Friday, February 8, 2013

Temperment Testing!

In some cool news, on the weekend I get to temperment test a litter of 6, 6 week old shepherd mixes for a local rescue. There's four pre-approved adoptions, so I even get to help match families up. How cool is that! I'm pretty stoked.

In other news: Vibo had an awesome homecheck that hopefully will be his forever home :). Sunshine goes home on the weekend and everyone I seem to pick for the TG bus run seems to get adopted so who's coming is totally up in the air (like usual).

Jinks was instinct tested on sheep yesterday and was scared of them! We will instinct test her again at a year to see if the drive shows up but right now she's saying "No thank you! You can deal with those scary sheep and I'll just watch." As far as I know she's cattle-bred so there must be a little something. If there is, great, another sport for us, if not, we'll stick to agility and heck, it'll definitely save some money! I didn't get Jinks to be a pheonemal sports dog, I got her to get my feet wet in a bunch of different things. Plus, with her rock-steady dog skills she will make an awesome dog to work with reactive dogs, so in a way that is more useful than a high-drive sports prospect!

It's a really nice day out though, so we're off to the park. Last day for Sunny to get muddy as I want to clean her up for her new mum. She and Vibo have been rolling in the mud and neither or them are quite as good as Jinks about cleaning themselves off. Retrievers, they just like being dirty I guess.

Emily + Crew Out

2 comments:

Anonymous said...

Temperament test.. I'm very curious about what methods go into that.
& at 6 weeks! that is young.
Wendy

Emily said...

Just like people we are composed of both nature and nurture. Good quality breeders usually have their puppies temperment tested by a "new" person, usually a trainer. From the get go you can test drive, willingness to please and follow, sports potential, general energy level, confidence level (you have to seperate for 10-15 minutes from the mum and siblings), mouthiness and stubbornness. It's especially interesting to do a full litter as you can see differences right off the bat.

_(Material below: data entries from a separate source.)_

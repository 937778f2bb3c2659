use std::collections::HashMap;
use std::net::SocketAddr;
use std::sync::Arc;

use crate::config::{Config, ConfigError, DestinationConfig, SecretRef, ValidationError};

/// A named remote endpoint that can receive relayed files
///
/// Immutable once registered. The credential stays a reference until a
/// transport resolves it while connecting.
#[derive(Debug, Clone, PartialEq, Eq)]
pub struct Destination {
    pub name: String,
    pub host: String,
    pub port: u16,
    pub user: String,
    pub remote_root: String,
    credential: SecretRef,
}

impl Destination {
    pub fn new(
        name: impl Into<String>,
        host: impl Into<String>,
        port: u16,
        user: impl Into<String>,
        credential: SecretRef,
        remote_root: impl Into<String>,
    ) -> Self {
        Self {
            name: name.into(),
            host: host.into(),
            port,
            user: user.into(),
            remote_root: remote_root.into(),
            credential,
        }
    }

    /// Build from configuration; `address` may carry its own port (`host:port`)
    pub fn from_config(config: &DestinationConfig, default_port: u16) -> Self {
        let (host, port) = match config.address.parse::<SocketAddr>() {
            Ok(addr) => (addr.ip().to_string(), config.port.unwrap_or(addr.port())),
            Err(_) => (
                config.address.clone(),
                config.port.unwrap_or(default_port),
            ),
        };

        Self::new(
            config.name.clone(),
            host,
            port,
            config.user.clone(),
            config.credential.clone(),
            config.target_dir.clone(),
        )
    }

    pub fn credential(&self) -> &SecretRef {
        &self.credential
    }

    /// `host:port` string suitable for a TCP connect
    pub fn endpoint(&self) -> String {
        if self.host.contains(':') {
            format!("[{}]:{}", self.host, self.port)
        } else {
            format!("{}:{}", self.host, self.port)
        }
    }

    /// Remote path a file lands at, preserving its base name
    pub fn remote_path_for(&self, file_name: &str) -> String {
        let root = self.remote_root.trim_end_matches('/');
        format!("{}/{}", root, file_name)
    }
}

/// Registry of destinations, loaded once per configuration
///
/// Read-only after construction; shared across workers behind an `Arc`.
#[derive(Debug, Clone, Default)]
pub struct DestinationRegistry {
    destinations: Vec<Arc<Destination>>,
    index: HashMap<String, usize>,
}

impl DestinationRegistry {
    pub fn new(destinations: Vec<Destination>) -> Result<Self, ConfigError> {
        let mut registry = Self::default();
        for destination in destinations {
            if registry.index.contains_key(&destination.name) {
                return Err(ValidationError::DuplicateDestination(destination.name).into());
            }
            registry
                .index
                .insert(destination.name.clone(), registry.destinations.len());
            registry.destinations.push(Arc::new(destination));
        }
        Ok(registry)
    }

    pub fn from_config(config: &Config) -> Result<Self, ConfigError> {
        let destinations = config
            .destinations
            .iter()
            .map(|d| Destination::from_config(d, config.sftp_port))
            .collect();
        Self::new(destinations)
    }

    pub fn get(&self, name: &str) -> Option<Arc<Destination>> {
        self.index.get(name).map(|&i| self.destinations[i].clone())
    }

    pub fn contains(&self, name: &str) -> bool {
        self.index.contains_key(name)
    }

    /// Every registered name, in registration order
    pub fn names(&self) -> Vec<String> {
        self.destinations.iter().map(|d| d.name.clone()).collect()
    }

    pub fn is_empty(&self) -> bool {
        self.destinations.is_empty()
    }
}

In good litters most of the pups will fall mid-way on the spectrum which means they are usually good for the "Every family". Higher drive dogs will need more dog-savvy homes, stubborn/super mouthy dogs will do best without children, etc.

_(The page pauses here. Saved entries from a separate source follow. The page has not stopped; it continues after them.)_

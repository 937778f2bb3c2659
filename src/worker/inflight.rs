use chrono::{DateTime, Utc};
use serde::Serialize;
use std::collections::HashMap;
use std::sync::Mutex;
use uuid::Uuid;

use super::job::RelayJob;

/// A job that has been accepted but whose ledger entry is not yet written
#[derive(Debug, Clone, PartialEq, Eq, Serialize)]
pub struct PendingJob {
    pub job_id: Uuid,
    pub file_name: String,
    pub detected_at: DateTime<Utc>,
}

/// Jobs between submission and ledger write
#[derive(Debug, Default)]
pub struct InFlight {
    jobs: Mutex<HashMap<Uuid, PendingJob>>,
}

impl InFlight {
    pub fn new() -> Self {
        Self::default()
    }

    pub fn insert(&self, job: &RelayJob) {
        let pending = PendingJob {
            job_id: job.job_id,
            file_name: job.file_name.clone(),
            detected_at: job.detected_at,
        };
        self.lock().insert(job.job_id, pending);
    }

    pub fn remove(&self, job_id: &Uuid) -> bool {
        self.lock().remove(job_id).is_some()
    }

    pub fn len(&self) -> usize {
        self.lock().len()
    }

    pub fn is_empty(&self) -> bool {
        self.lock().is_empty()
    }

    /// Pending jobs, oldest first
    pub fn snapshot(&self) -> Vec<PendingJob> {
        let mut jobs: Vec<PendingJob> = self.lock().values().cloned().collect();
        jobs.sort_by_key(|j| j.job_id);
        jobs
    }

    fn lock(&self) -> std::sync::MutexGuard<'_, HashMap<Uuid, PendingJob>> {
        self.jobs.lock().unwrap_or_else(|poisoned| poisoned.into_inner())
    }
}

#[cfg(test)]
mod tests {
    use super::*;
    use crate::worker::Ingress;

    #[test]
    fn test_insert_remove_snapshot() {
        let tracker = InFlight::new();
        let a = RelayJob::new("/in/a", 1, Ingress::Watcher, vec!["x".into()]).unwrap();
        let b = RelayJob::new("/in/b", 1, Ingress::Watcher, vec!["x".into()]).unwrap();

        tracker.insert(&a);
        tracker.insert(&b);
        assert_eq!(tracker.len(), 2);

        assert!(tracker.remove(&a.job_id));
        assert!(!tracker.remove(&a.job_id));

        let pending = tracker.snapshot();
        assert_eq!(pending.len(), 1);
        assert_eq!(pending[0].file_name, "b");
    }
}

Of course nuture plays a HUGE role too, but to see the difference in pups so young, you know genetics play such a pheomenal part of the package too.

I should know. Jinks is a border collie and is for sure a high energy dog, but she pales in comparison to the energy even medium-range border collies have. Depending on her litter she probably would have been marked as an eager-to-follow "easy" family collie. She wouldn't have even been considered as a sports prospect.